Requirement =
Copy out, from the data below, each line in which the word "filename" occurs.

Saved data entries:
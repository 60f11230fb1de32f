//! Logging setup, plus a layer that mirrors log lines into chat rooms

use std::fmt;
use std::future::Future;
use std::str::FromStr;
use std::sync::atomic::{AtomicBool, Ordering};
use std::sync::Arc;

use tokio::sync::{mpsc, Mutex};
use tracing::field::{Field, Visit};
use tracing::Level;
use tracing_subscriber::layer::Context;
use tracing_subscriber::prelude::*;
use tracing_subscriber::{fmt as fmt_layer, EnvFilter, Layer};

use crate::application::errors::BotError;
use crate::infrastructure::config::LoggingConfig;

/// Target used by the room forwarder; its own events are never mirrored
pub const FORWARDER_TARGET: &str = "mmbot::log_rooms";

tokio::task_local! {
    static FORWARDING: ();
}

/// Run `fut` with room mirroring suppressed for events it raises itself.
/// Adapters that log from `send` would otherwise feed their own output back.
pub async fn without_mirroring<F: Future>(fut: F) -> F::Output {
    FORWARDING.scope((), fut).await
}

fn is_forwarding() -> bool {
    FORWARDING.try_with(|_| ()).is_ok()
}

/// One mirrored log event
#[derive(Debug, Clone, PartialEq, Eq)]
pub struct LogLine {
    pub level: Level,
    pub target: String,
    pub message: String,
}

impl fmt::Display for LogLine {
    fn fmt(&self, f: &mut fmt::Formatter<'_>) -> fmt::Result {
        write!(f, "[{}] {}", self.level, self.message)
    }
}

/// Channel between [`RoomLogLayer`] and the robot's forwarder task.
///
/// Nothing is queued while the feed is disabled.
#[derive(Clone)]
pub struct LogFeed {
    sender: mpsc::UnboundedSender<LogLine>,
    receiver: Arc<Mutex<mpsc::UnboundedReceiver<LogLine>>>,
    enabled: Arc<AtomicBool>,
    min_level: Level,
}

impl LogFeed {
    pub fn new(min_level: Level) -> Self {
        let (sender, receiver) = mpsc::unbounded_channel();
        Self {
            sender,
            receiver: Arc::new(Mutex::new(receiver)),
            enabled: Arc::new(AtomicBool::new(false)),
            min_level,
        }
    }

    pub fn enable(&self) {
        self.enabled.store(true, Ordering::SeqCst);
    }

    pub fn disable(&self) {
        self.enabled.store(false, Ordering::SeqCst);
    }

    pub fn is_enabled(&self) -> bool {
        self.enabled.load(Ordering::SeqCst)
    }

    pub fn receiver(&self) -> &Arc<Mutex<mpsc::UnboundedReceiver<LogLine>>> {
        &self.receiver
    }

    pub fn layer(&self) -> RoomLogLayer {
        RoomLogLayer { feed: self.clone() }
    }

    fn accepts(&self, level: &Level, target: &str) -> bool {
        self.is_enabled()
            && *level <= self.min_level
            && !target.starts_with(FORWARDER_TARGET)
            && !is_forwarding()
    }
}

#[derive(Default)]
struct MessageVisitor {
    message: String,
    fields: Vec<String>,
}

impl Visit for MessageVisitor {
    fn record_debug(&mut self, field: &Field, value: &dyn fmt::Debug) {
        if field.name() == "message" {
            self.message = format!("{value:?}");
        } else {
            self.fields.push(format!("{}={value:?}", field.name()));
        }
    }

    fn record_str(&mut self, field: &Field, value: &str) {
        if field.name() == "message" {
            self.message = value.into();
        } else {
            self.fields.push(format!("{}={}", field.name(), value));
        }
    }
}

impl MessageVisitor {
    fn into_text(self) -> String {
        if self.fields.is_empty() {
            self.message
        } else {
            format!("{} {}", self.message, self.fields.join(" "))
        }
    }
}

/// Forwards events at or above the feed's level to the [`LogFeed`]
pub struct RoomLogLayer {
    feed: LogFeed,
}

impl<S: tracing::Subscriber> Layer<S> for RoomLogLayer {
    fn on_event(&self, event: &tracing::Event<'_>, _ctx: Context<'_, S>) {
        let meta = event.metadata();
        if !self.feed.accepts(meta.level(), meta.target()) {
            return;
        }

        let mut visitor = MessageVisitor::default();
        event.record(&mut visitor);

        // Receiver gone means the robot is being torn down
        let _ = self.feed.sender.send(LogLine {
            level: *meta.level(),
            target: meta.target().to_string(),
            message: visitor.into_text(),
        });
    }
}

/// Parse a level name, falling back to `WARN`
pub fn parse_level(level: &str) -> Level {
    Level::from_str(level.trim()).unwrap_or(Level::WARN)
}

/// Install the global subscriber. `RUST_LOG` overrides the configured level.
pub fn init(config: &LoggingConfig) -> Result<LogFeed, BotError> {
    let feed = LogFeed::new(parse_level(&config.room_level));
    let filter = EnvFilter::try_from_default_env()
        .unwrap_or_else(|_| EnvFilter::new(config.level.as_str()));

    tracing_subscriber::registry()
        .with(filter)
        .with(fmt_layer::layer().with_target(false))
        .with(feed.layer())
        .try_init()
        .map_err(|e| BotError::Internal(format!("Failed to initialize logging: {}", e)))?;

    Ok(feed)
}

* * *

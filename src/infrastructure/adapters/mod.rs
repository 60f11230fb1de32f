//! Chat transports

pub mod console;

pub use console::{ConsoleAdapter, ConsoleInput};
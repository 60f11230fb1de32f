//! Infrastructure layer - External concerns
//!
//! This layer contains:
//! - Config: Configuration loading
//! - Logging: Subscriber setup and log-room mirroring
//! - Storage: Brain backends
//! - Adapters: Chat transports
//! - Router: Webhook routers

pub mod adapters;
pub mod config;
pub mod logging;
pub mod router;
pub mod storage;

* * *

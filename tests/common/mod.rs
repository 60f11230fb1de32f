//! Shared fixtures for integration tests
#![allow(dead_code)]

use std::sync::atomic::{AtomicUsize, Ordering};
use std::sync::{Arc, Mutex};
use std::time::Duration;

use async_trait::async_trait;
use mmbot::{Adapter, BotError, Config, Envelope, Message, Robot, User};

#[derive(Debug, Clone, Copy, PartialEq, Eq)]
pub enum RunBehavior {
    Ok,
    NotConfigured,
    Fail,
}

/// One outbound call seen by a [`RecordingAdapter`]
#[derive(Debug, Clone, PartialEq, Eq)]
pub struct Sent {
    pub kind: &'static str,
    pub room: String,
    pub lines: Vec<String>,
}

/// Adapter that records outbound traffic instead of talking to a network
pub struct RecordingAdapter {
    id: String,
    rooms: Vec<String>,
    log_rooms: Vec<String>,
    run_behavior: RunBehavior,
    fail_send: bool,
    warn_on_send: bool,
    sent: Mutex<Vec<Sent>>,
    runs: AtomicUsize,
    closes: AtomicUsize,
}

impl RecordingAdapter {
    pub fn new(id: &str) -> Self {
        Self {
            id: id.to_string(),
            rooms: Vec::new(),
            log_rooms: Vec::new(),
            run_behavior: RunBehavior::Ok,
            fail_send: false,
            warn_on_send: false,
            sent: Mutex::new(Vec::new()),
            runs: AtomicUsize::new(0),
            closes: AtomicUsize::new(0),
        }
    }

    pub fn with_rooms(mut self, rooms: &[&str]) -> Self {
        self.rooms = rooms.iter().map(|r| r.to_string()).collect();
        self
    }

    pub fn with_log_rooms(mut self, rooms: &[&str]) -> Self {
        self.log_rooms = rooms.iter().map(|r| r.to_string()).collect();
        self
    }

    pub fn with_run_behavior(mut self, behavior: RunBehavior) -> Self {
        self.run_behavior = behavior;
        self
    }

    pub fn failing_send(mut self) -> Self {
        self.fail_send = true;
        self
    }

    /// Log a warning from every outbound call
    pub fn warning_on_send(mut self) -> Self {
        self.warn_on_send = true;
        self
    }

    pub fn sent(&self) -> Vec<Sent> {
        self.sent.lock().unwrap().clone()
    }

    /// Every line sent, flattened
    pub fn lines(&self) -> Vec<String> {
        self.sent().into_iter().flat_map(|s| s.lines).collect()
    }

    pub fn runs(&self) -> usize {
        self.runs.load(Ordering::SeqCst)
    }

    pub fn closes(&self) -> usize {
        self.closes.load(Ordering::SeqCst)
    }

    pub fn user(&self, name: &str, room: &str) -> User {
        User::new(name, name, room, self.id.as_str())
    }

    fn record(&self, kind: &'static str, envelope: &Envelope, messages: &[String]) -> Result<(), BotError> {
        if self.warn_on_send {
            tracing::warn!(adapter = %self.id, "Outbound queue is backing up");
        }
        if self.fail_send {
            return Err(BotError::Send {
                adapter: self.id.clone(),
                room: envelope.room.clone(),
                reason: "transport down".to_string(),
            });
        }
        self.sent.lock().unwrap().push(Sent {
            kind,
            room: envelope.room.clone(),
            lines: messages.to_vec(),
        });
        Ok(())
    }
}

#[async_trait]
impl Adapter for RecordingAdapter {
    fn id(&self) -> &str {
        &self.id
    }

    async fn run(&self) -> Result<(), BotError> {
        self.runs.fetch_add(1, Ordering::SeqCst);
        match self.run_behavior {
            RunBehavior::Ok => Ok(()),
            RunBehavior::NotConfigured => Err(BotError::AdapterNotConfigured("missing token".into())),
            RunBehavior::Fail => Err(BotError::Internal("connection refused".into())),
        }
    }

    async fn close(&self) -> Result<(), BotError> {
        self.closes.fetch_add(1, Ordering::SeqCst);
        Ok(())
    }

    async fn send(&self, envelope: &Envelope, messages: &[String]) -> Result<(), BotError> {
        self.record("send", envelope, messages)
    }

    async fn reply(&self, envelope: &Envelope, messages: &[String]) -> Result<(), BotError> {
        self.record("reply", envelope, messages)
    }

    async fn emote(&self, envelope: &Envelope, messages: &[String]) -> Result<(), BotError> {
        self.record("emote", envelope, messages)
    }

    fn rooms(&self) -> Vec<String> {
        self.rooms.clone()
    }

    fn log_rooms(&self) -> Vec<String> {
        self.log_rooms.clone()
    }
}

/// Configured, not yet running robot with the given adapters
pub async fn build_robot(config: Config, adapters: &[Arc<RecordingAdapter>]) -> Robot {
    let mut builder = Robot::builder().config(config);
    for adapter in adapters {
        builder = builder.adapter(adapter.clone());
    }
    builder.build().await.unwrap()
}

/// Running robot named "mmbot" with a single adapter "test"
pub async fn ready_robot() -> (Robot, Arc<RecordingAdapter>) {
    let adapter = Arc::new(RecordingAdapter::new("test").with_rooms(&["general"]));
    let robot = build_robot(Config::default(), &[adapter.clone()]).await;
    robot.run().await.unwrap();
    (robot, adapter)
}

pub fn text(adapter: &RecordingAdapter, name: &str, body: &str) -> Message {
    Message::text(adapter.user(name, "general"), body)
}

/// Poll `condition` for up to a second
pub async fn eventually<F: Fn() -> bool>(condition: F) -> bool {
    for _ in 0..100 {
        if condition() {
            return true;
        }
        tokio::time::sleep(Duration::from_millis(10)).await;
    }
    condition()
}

Expected answer =
filename src/infrastructure/adapters/mod.rs
filename tests/common/mod.rs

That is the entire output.